The COVID-19 pandemic fundamentally changed vaccine adverse event reporting. In 2021, VAERS received more reports than in the previous decade combined.

768,706
reports in 2021 alone — a 19x increase over the pre-COVID average of 40,051/year

The Unprecedented Spike

Between 1990 and 2019, VAERS received an average of about 40,051 reports per year. Then came 2021. With the largest mass vaccination campaign in U.S. history, VAERS received 768,706 reports in a single year — more than the entire period from 2005 to 2015 combined.

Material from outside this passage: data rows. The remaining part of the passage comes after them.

//! Walk-in Queue Daemon - Main Entry Point
//! Serves the queue engine over JSON-RPC until Ctrl+C

mod logging;
mod settings;
mod telemetry;

use anyhow::Result;
use std::sync::Arc;
use tracing::{info, warn};

use settings::Settings;
use walkin_api_rpc::RpcServer;
use walkin_core::port::SystemTimeProvider;
use walkin_core::QueueEngine;

const VERSION: &str = env!("CARGO_PKG_VERSION");

#[tokio::main]
async fn main() -> Result<()> {
    // 1. Load configuration (defaults < file < WALKIN_* env)
    let config_path = settings::config_path();
    let settings = Settings::load(config_path.clone())?;

    // 2. Initialize logging; the guard flushes file output on exit
    let (otel, otel_error) = match telemetry::otel_layer() {
        Ok(layer) => (layer, None),
        Err(e) => (None, Some(e)),
    };
    let _log_guard = logging::init_logging(&settings.log, otel)?;

    info!("Walk-in Queue v{} starting...", VERSION);
    if let Some(e) = otel_error {
        warn!(error = ?e, "Failed to initialize OpenTelemetry (continuing without it)");
    }
    if let Some(path) = &config_path {
        info!(path = %path.display(), exists = path.exists(), "Configuration file");
    }

    // 3. Setup dependencies (DI wiring)
    let registry = Arc::new(settings.registry()?);
    info!(
        units = ?registry.unit_ids(),
        interleave_basis = ?settings.queue.interleave_basis,
        "Unit registry loaded"
    );

    let time_provider = Arc::new(SystemTimeProvider);
    let engine = Arc::new(QueueEngine::new(registry, time_provider, settings.queue));

    // 4. Start JSON-RPC server
    let rpc_server = RpcServer::new(settings.rpc_config(), engine);
    let (addr, rpc_handle) = rpc_server
        .start()
        .await
        .map_err(|e| anyhow::anyhow!("RPC server start failed: {}", e))?;

    info!(addr = %addr, "System ready. Press Ctrl+C to shutdown");

    // 5. Wait for shutdown signal
    tokio::signal::ctrl_c().await?;

    info!("Shutdown signal received. Exiting gracefully...");

    rpc_handle
        .stop()
        .map_err(|e| anyhow::anyhow!("RPC server stop failed: {}", e))?;
    rpc_handle.stopped().await;

    info!("Shutdown complete.");

    Ok(())
}
//! Working containers under construction

pub mod digest;
pub mod idmap;

pub use digest::{ContentDigest, ContentDigester, DigestWriter};
pub use idmap::{IdMap, IdMappings, Owner};

use crate::error::{StowageError, StowageResult};
use chrono::{DateTime, Utc};
use serde::{Deserialize, Serialize};
use std::path::{Path, PathBuf};

/// Shell form recorded for build steps that run no command
pub const NOP_PREFIX: &str = "/bin/sh -c #(nop)";

/// One step of an image's history; never modified once appended
#[derive(Debug, Clone, PartialEq, Eq, Serialize, Deserialize)]
pub struct HistoryEntry {
    pub created: DateTime<Utc>,
    pub created_by: String,
}

/// A working container plus the metadata persisted alongside it
#[derive(Debug, Clone, Serialize, Deserialize)]
pub struct Builder {
    /// Container name as known to the store
    pub container: String,

    /// Stable container ID
    pub container_id: String,

    /// Image the container was created from, if any
    #[serde(default)]
    pub from_image: Option<String>,

    /// Working directory relative destinations resolve against
    #[serde(default = "default_workdir")]
    pub workdir: String,

    #[serde(default)]
    pub id_mappings: IdMappings,

    #[serde(default)]
    pub history: Vec<HistoryEntry>,

    /// Set while the container's filesystem is mounted
    #[serde(skip)]
    pub mount_point: Option<PathBuf>,

    #[serde(skip)]
    pub content_digester: ContentDigester,
}

fn default_workdir() -> String {
    "/".to_string()
}

impl Builder {
    /// Create builder state for a container
    pub fn new(container: impl Into<String>, container_id: impl Into<String>) -> Self {
        Self {
            container: container.into(),
            container_id: container_id.into(),
            from_image: None,
            workdir: default_workdir(),
            id_mappings: IdMappings::default(),
            history: Vec::new(),
            mount_point: None,
            content_digester: ContentDigester::new(),
        }
    }

    pub fn is_mounted(&self) -> bool {
        self.mount_point.is_some()
    }

    /// Root of the mounted filesystem
    pub fn mount_point(&self) -> StowageResult<&Path> {
        self.mount_point
            .as_deref()
            .ok_or_else(|| StowageError::NotMounted(self.container.clone()))
    }

    /// Append a history entry created now
    pub fn add_history(&mut self, created_by: impl Into<String>) {
        self.history.push(HistoryEntry {
            created: Utc::now(),
            created_by: created_by.into(),
        });
    }

    /// Short container ID for display
    pub fn short_id(&self) -> &str {
        &self.container_id[..12.min(self.container_id.len())]
    }
}
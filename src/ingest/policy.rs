//! Exclusion policy for ingested content
//!
//! Patterns use ignore-file syntax: glob components, `**` for any depth,
//! leading `!` to re-include. The last matching pattern decides, and a
//! pattern matching a directory also covers everything below it.

use crate::error::{StowageError, StowageResult};
use crate::ingest::ignore::read_ignore_patterns;
use glob::{MatchOptions, Pattern};
use std::path::{Component, Path, PathBuf};

const MATCH_OPTIONS: MatchOptions = MatchOptions {
    case_sensitive: true,
    require_literal_separator: true,
    require_literal_leading_dot: false,
};

/// Effective exclude list: ignore-file patterns first, then explicit ones
///
/// Returns the ignore file that was used, if any.
pub fn effective_excludes(
    context_dir: Option<&Path>,
    ignore_file: Option<&Path>,
    explicit: &[String],
) -> StowageResult<(Vec<String>, Option<PathBuf>)> {
    let (mut patterns, used) = match (context_dir, ignore_file) {
        (Some(dir), file) => read_ignore_patterns(dir, file)?,
        (None, Some(_)) => return Err(StowageError::IgnoreFileWithoutContext),
        (None, None) => (vec![], None),
    };
    patterns.extend(explicit.iter().cloned());
    Ok((patterns, used))
}

#[derive(Debug, Clone)]
struct Rule {
    pattern: Pattern,
    negated: bool,
}

/// Compiled exclude patterns
#[derive(Debug, Clone, Default)]
pub struct ExcludeMatcher {
    rules: Vec<Rule>,
}

impl ExcludeMatcher {
    pub fn new(patterns: &[String]) -> StowageResult<Self> {
        let mut rules = Vec::new();
        for raw in patterns {
            let trimmed = raw.trim();
            let (negated, body) = match trimmed.strip_prefix('!') {
                Some(rest) => (true, rest.trim()),
                None => (false, trimmed),
            };
            let body = normalize(body);
            if body.is_empty() {
                continue;
            }
            let pattern = Pattern::new(&body).map_err(|e| StowageError::ExcludePattern {
                pattern: raw.clone(),
                reason: e.to_string(),
            })?;
            rules.push(Rule { pattern, negated });
        }
        Ok(Self { rules })
    }

    pub fn is_empty(&self) -> bool {
        self.rules.is_empty()
    }

    /// Whether any pattern re-includes paths
    ///
    /// When none does, an excluded directory's subtree can be skipped.
    pub fn has_negations(&self) -> bool {
        self.rules.iter().any(|r| r.negated)
    }

    /// Whether `relative` (to the exclusion base) is excluded
    pub fn is_excluded(&self, relative: &Path) -> bool {
        let path = slash_path(relative);
        if path.is_empty() {
            return false;
        }

        let mut excluded = false;
        for rule in &self.rules {
            if rule.matches(&path) {
                excluded = !rule.negated;
            }
        }
        excluded
    }
}

impl Rule {
    /// Match the path itself or any of its parent directories
    fn matches(&self, path: &str) -> bool {
        if self.pattern.matches_with(path, MATCH_OPTIONS) {
            return true;
        }
        path.match_indices('/')
            .any(|(i, _)| self.pattern.matches_with(&path[..i], MATCH_OPTIONS))
    }
}

/// Clean a pattern to the same shape as the paths it is matched against
fn normalize(pattern: &str) -> String {
    let mut parts: Vec<&str> = Vec::new();
    for part in pattern.split('/') {
        match part {
            "" | "." => {}
            ".." => {
                parts.pop();
            }
            other => parts.push(other),
        }
    }
    parts.join("/")
}

fn slash_path(path: &Path) -> String {
    path.components()
        .filter_map(|c| match c {
            Component::Normal(part) => Some(part.to_string_lossy().into_owned()),
            _ => None,
        })
        .collect::<Vec<_>>()
        .join("/")
}

#[cfg(test)]
mod tests {
    use super::*;
    use std::fs;
    use tempfile::TempDir;

    fn matcher(patterns: &[&str]) -> ExcludeMatcher {
        let owned: Vec<String> = patterns.iter().map(|s| s.to_string()).collect();
        ExcludeMatcher::new(&owned).unwrap()
    }

    #[test]
    fn tmp_files_excluded() {
        let m = matcher(&["*.tmp"]);
        assert!(m.is_excluded(Path::new("build.tmp")));
        assert!(!m.is_excluded(Path::new("build.rs")));
        // `*` does not cross directories
        assert!(!m.is_excluded(Path::new("sub/build.tmp")));
    }

    #[test]
    fn double_star_any_depth() {
        let m = matcher(&["**/*.tmp"]);
        assert!(m.is_excluded(Path::new("a/b/c.tmp")));
        assert!(m.is_excluded(Path::new("c.tmp")));
    }

    #[test]
    fn directory_pattern_covers_subtree() {
        let m = matcher(&["/target/"]);
        assert!(m.is_excluded(Path::new("target")));
        assert!(m.is_excluded(Path::new("target/debug/app")));
        assert!(!m.is_excluded(Path::new("src/target.rs")));
    }

    #[test]
    fn last_match_wins() {
        let m = matcher(&["*.md", "!README.md"]);
        assert!(m.is_excluded(Path::new("CHANGES.md")));
        assert!(!m.is_excluded(Path::new("README.md")));
        assert!(m.has_negations());

        let m = matcher(&["!README.md", "*.md"]);
        assert!(m.is_excluded(Path::new("README.md")));
    }

    #[test]
    fn root_never_excluded() {
        let m = matcher(&["*"]);
        assert!(!m.is_excluded(Path::new("")));
        assert!(m.is_excluded(Path::new("anything")));
    }

    #[test]
    fn invalid_pattern_rejected() {
        let err = ExcludeMatcher::new(&["[".to_string()]).unwrap_err();
        assert!(matches!(err, StowageError::ExcludePattern { .. }));
    }

    #[test]
    fn ignore_file_patterns_come_first() {
        let dir = TempDir::new().unwrap();
        fs::write(dir.path().join(".containerignore"), "*.log\n").unwrap();

        let (patterns, used) =
            effective_excludes(Some(dir.path()), None, &["!keep.log".to_string()]).unwrap();
        assert_eq!(patterns, vec!["*.log", "!keep.log"]);
        assert!(used.is_some());
    }

    #[test]
    fn ignore_file_without_context() {
        let err = effective_excludes(None, Some(Path::new(".containerignore")), &[]).unwrap_err();
        assert!(matches!(err, StowageError::IgnoreFileWithoutContext));
    }
}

The COVID-19 era (1,071,696 reports from 2020-2022) accounts for roughly 54% of all VAERS reports ever submitted. This is a staggering concentration, but context is essential to understanding it.

Why So Many Reports?

Several factors drove the unprecedented surge:

  • Scale of vaccination: Over 670 million COVID-19 doses were administered in the U.S. alone. More doses = more opportunities for temporal associations with adverse events.
  • Heightened awareness: The COVID-19 vaccines received unprecedented media attention. People were more aware of VAERS and more likely to report.
  • Reporting mandates: Healthcare providers were required to report certain events after COVID-19 vaccination, unlike many other vaccines.
  • EUA monitoring: Because the vaccines were initially under Emergency Use Authorization, there was intensified safety surveillance.
  • Public attention: Vaccines became a central topic of public discourse, driving more voluntary reporting.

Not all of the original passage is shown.